# Task 10: Data Preprocessing & Feature Engineering

## Introduction

Data preprocessing and feature engineering are crucial steps in preparing data for ML models. This notebook covers common challenges and techniques.

## 1. Import Libraries

In [None]:
import numpy as np
import pandas as pd
import matplotlib.pyplot as plt
from sklearn.model_selection import train_test_split
from sklearn.preprocessing import StandardScaler, MinMaxScaler, LabelEncoder, OneHotEncoder
from sklearn.impute import SimpleImputer
from sklearn.compose import ColumnTransformer
from sklearn.pipeline import Pipeline
import warnings
warnings.filterwarnings('ignore')

%matplotlib inline

## 2. Handling Missing Values

In [None]:
# Create sample dataset with missing values
np.random.seed(42)
data = {
    'Age': [25, 30, np.nan, 45, 35, np.nan, 50, 28, 33, 40],
    'Salary': [50000, 60000, 55000, np.nan, 70000, 45000, np.nan, 52000, 58000, 65000],
    'Department': ['IT', 'HR', 'IT', 'Sales', np.nan, 'HR', 'IT', 'Sales', 'HR', 'IT'],
    'Experience': [2, 5, 3, 10, 7, 1, 15, 4, 6, 9]
}
df = pd.DataFrame(data)

print("Original Data with Missing Values:")
print(df)
print(f"\nMissing values per column:\n{df.isnull().sum()}")

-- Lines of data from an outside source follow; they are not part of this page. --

//! Typed view of the nested quadrant layout of a coefficient grid.
//!
//! At level `k` the active region `(curW, curH)` (cropped to even) splits into
//! four quadrants of `curW/2 × curH/2`:
//!
//! ```text
//! +----------------+----------------+
//! | approximation  | horizontal     |
//! +----------------+----------------+
//! | vertical       | diagonal       |
//! +----------------+----------------+
//! ```
//!
//! The approximation quadrant is the active region of level `k + 1`.

use crate::error::HaarError;
use crate::pyramid::{Coefficients, LevelSize};

/// One of the four sub-bands produced by a decomposition level.
#[derive(Debug, Clone, Copy, PartialEq, Eq, Hash)]
pub enum Subband {
    Approximation,
    Horizontal,
    Vertical,
    Diagonal,
}

impl Subband {
    pub const ALL: [Subband; 4] = [
        Subband::Approximation,
        Subband::Horizontal,
        Subband::Vertical,
        Subband::Diagonal,
    ];
}

/// Axis-aligned rectangle inside a grid.
#[derive(Debug, Clone, Copy, PartialEq, Eq, Hash)]
pub struct Region {
    pub x: usize,
    pub y: usize,
    pub width: usize,
    pub height: usize,
}

impl Region {
    pub fn contains(&self, x: usize, y: usize) -> bool {
        x >= self.x && y >= self.y && x < self.x + self.width && y < self.y + self.height
    }
}

/// Region of `band` for a level whose active region is `size`.
pub fn band_region(size: LevelSize, band: Subband) -> Region {
    let (w, h) = size.transformed();
    let (hw, hh) = (w / 2, h / 2);
    let (x, y) = match band {
        Subband::Approximation => (0, 0),
        Subband::Horizontal => (hw, 0),
        Subband::Vertical => (0, hh),
        Subband::Diagonal => (hw, hh),
    };
    Region {
        x,
        y,
        width: hw,
        height: hh,
    }
}

/// Borrowed view of one sub-band.
#[derive(Debug, Clone, Copy)]
pub struct BandView<'a> {
    data: &'a [f64],
    stride: usize,
    region: Region,
}

impl<'a> BandView<'a> {
    pub fn region(&self) -> Region {
        self.region
    }

    pub fn width(&self) -> usize {
        self.region.width
    }

    pub fn height(&self) -> usize {
        self.region.height
    }

    /// Sample at band-local `(x, y)`.
    pub fn get(&self, x: usize, y: usize) -> Option<f64> {
        if x >= self.region.width || y >= self.region.height {
            return None;
        }
        self.data
            .get((self.region.y + y) * self.stride + self.region.x + x)
            .copied()
    }

    /// Band-local row `y`, or `None` past the last row.
    pub fn row(&self, y: usize) -> Option<&'a [f64]> {
        if y >= self.region.height {
            return None;
        }
        let start = (self.region.y + y) * self.stride + self.region.x;
        self.data.get(start..start + self.region.width)
    }

    /// Row-major iterator over the band's samples.
    pub fn iter(&self) -> impl Iterator<Item = f64> + 'a {
        let (data, stride, region) = (self.data, self.stride, self.region);
        (0..region.height).flat_map(move |y| {
            let start = (region.y + y) * stride + region.x;
            data[start..start + region.width].iter().copied()
        })
    }

    /// Sum of squared samples.
    pub fn energy(&self) -> f64 {
        self.iter().map(|v| v * v).sum()
    }
}

impl Coefficients {
    /// Sub-band `band` of level `level` (0 = finest).
    pub fn band(&self, level: usize, band: Subband) -> Result<BandView<'_>, HaarError> {
        let sizes = self.level_sizes();
        let size = sizes.get(level).ok_or(HaarError::InvalidLevel {
            requested: level,
            max: sizes.len().saturating_sub(1),
        })?;
        Ok(BandView {
            data: self.data(),
            stride: self.width(),
            region: band_region(*size, band),
        })
    }

    /// Coarsest approximation band, `[0, w/2^L) × [0, h/2^L)`.
    pub fn coarsest(&self) -> BandView<'_> {
        let sizes = self.level_sizes();
        // A descriptor always plans at least one level.
        let region = match sizes.last() {
            Some(&size) => band_region(size, Subband::Approximation),
            None => Region {
                x: 0,
                y: 0,
                width: self.width(),
                height: self.height(),
            },
        };
        BandView {
            data: self.data(),
            stride: self.width(),
            region,
        }
    }
}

### Why Mean/Median Imputation?

Mean imputation is suitable when data is **MCAR (Missing Completely at Random)** and has no extreme outliers. Median is preferred when data has **outliers** as it's more robust to skewness.

In [None]:
# Handle missing values
# For numerical: use median (robust to outliers)
df_cleaned = df.copy()
df_cleaned['Age'] = df_cleaned['Age'].fillna(df_cleaned['Age'].median())
df_cleaned['Salary'] = df_cleaned['Salary'].fillna(df_cleaned['Salary'].median())

# For categorical: use mode
df_cleaned['Department'] = df_cleaned['Department'].fillna(df_cleaned['Department'].mode()[0])

print("Data after Missing Value Imputation:")
print(df_cleaned)

## 3. Feature Scaling

In [None]:
# Create sample data with different scales
np.random.seed(42)
X = np.random.rand(100, 3) * np.array([1000, 10, 100])
df_scaled = pd.DataFrame(X, columns=['Income', 'Age', 'Score'])

print("Original Data (different scales):")
print(df_scaled.describe())

### Why StandardScaler?

StandardScaler (z-score normalization) is used when algorithm assumes **zero-centered data** or uses **distance-based metrics** (KNN, SVM, Neural Networks). It transforms data to mean=0, std=1.

In [None]:
# StandardScaler - transforms to mean=0, std=1
scaler_standard = StandardScaler()
X_standard = scaler_standard.fit_transform(df_scaled)

print("After StandardScaler:")
print(pd.DataFrame(X_standard, columns=df_scaled.columns).describe().round(2))

### Why MinMaxScaler?

MinMaxScaler is used when we need **bounded values** (0-1 range) or for **algorithms that don't assume normality** like Neural Networks and K-Nearest Neighbors.

In [None]:
# MinMaxScaler - transforms to range [0, 1]
scaler_minmax = MinMaxScaler()
X_minmax = scaler_minmax.fit_transform(df_scaled)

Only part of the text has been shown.